José Saramago, no
documentário intitulado “Janela da Alma”, afirma que se o “Romeu
da história” tivesse a mesma acuidade visual que tem o falcão (ou
a águia), provavelmente não se apaixonaria por Julieta. Isso porque
seus olhos veriam uma pele que não é o que estamos acostumados a
ver. Ele veria imperfeições que seriam desagradáveis a seus olhos.
Embora o grande
respeito pela obra do escritor laureado com o Nobel de Literatura e
um mestre do pensamento em seu tempo, não posso concordar com aquela
afirmação. Somos seres dotados da capacidade de criar fantasias que
escapam flagrantemente a mais clara realidade.
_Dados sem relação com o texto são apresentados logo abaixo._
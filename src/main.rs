mod session;
mod views;

use dioxus::prelude::*;

use crate::session::Session;
use crate::views::{
    Auth, Channels, Chatbot, Dashboard, Landing, Navbar, NotFound, Profile, Twitter,
};

const MAIN_CSS: Asset = asset!("/assets/main.css");

/// Application route table. Every page sits under the [`Navbar`] layout,
/// which also renders the routed outlet.
#[derive(Debug, Clone, Routable, PartialEq)]
#[rustfmt::skip]
pub enum Route {
    #[layout(Navbar)]

    #[route("/")]
    Landing {},

    #[route("/auth")]
    Auth {},

    #[route("/dashboard")]
    Dashboard {},

    #[route("/profile")]
    Profile {},

    #[route("/chatbot")]
    Chatbot {},

    #[route("/channels")]
    Channels {},

    #[route("/twitter")]
    Twitter {},

    #[route("/:..segments")]
    NotFound { segments: Vec<String> },
}

#[component]
fn App() -> Element {
    let mut session = use_context_provider(|| Signal::new(Session::Anonymous));

    // Hydrate the session signal from the server once, on first render.
    use_future(move || async move {
        if let Ok(current) = crate::session::fetch_session().await {
            session.set(current);
        }
    });

    rsx! {
        document::Meta {
            name: "viewport",
            content: "width=device-width, initial-scale=1.0",
        }
        document::Link { rel: "stylesheet", href: MAIN_CSS }
        Router::<Route> {}
    }
}

#[derive(clap::Parser, Debug)]
#[command(author, version, about, long_about = None)]
struct Args {
    /// Only honored together with a non-zero --port.
    #[arg(long, default_value_t = String::from("127.0.0.1"))]
    ip: String,
    /// 0 means "use the address dioxus-cli-config resolves".
    #[arg(long, default_value_t = 0)]
    port: u16,
}

#[cfg(feature = "server")]
#[tokio::main]
async fn main() -> Result<(), Box<dyn std::error::Error>> {
    use clap::Parser;

    env_logger::init();

    let args = Args::parse();
    let addr: std::net::SocketAddr = if args.port == 0 {
        if args.ip != "127.0.0.1" {
            log::warn!(
                "--ip {} is ignored without --port, using the dioxus-cli-config address",
                args.ip
            );
        }
        dioxus_cli_config::fullstack_address_or_localhost()
    } else {
        format!("{}:{}", args.ip, args.port).parse()?
    };

    let router = axum::Router::new()
        .serve_dioxus_application(ServeConfigBuilder::default(), App);

    let listener = tokio::net::TcpListener::bind(addr).await?;
    log::info!("Serving SentiMent at http://{addr}");
    axum::serve(listener, router.into_make_service()).await?;

    Ok(())
}

#[cfg(not(feature = "server"))]
fn main() {
    dioxus::launch(App);
}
Quando se trata de
paixão então... são tantos os fatores a contar. Os sentidos operam
em conjunto ou dissociados. Ora mais forte fala o odor ao captar o
perfume e as fragrâncias da pele e dos cabelos. Ora o tato, mais que
os olhos, descreve a textura da pele macia ou áspera que para cada
um traz uma diferente sensação. Conta ainda o som da encantadora
voz humana ao chegar aos ouvidos quando canta, fala, recita um poema
ou simplesmente murmura palavras de toda espécie. E mesmo o paladar
pode ser o limitador entre a paixão absoluta e o completo
desinteresse (corrijam-me os chefs).
É importante também
lembrar que não somos todo e apenas físico. Algo nos é
transcendente. E gostamos uns dos outros ou nos odiamos nem sempre
baseado nos nossos 5 sentidos mais naturalmente observados. É claro
que estes são o nosso meio de comunicação com o mundo exterior,
mas, por vezes, o inexplicável é a melhor explicação para os
sentimentos humanos.
Não podemos negar que
dotados da acuidade visual do falcão nossa visão do mundo seria
outra. Mas não podemos dizer que paixões tão magníficas como a da
história de Romeu e Julieta possam ser impossíveis apenas pela
ausência de uma tez de bisqüi a encantar os olhos.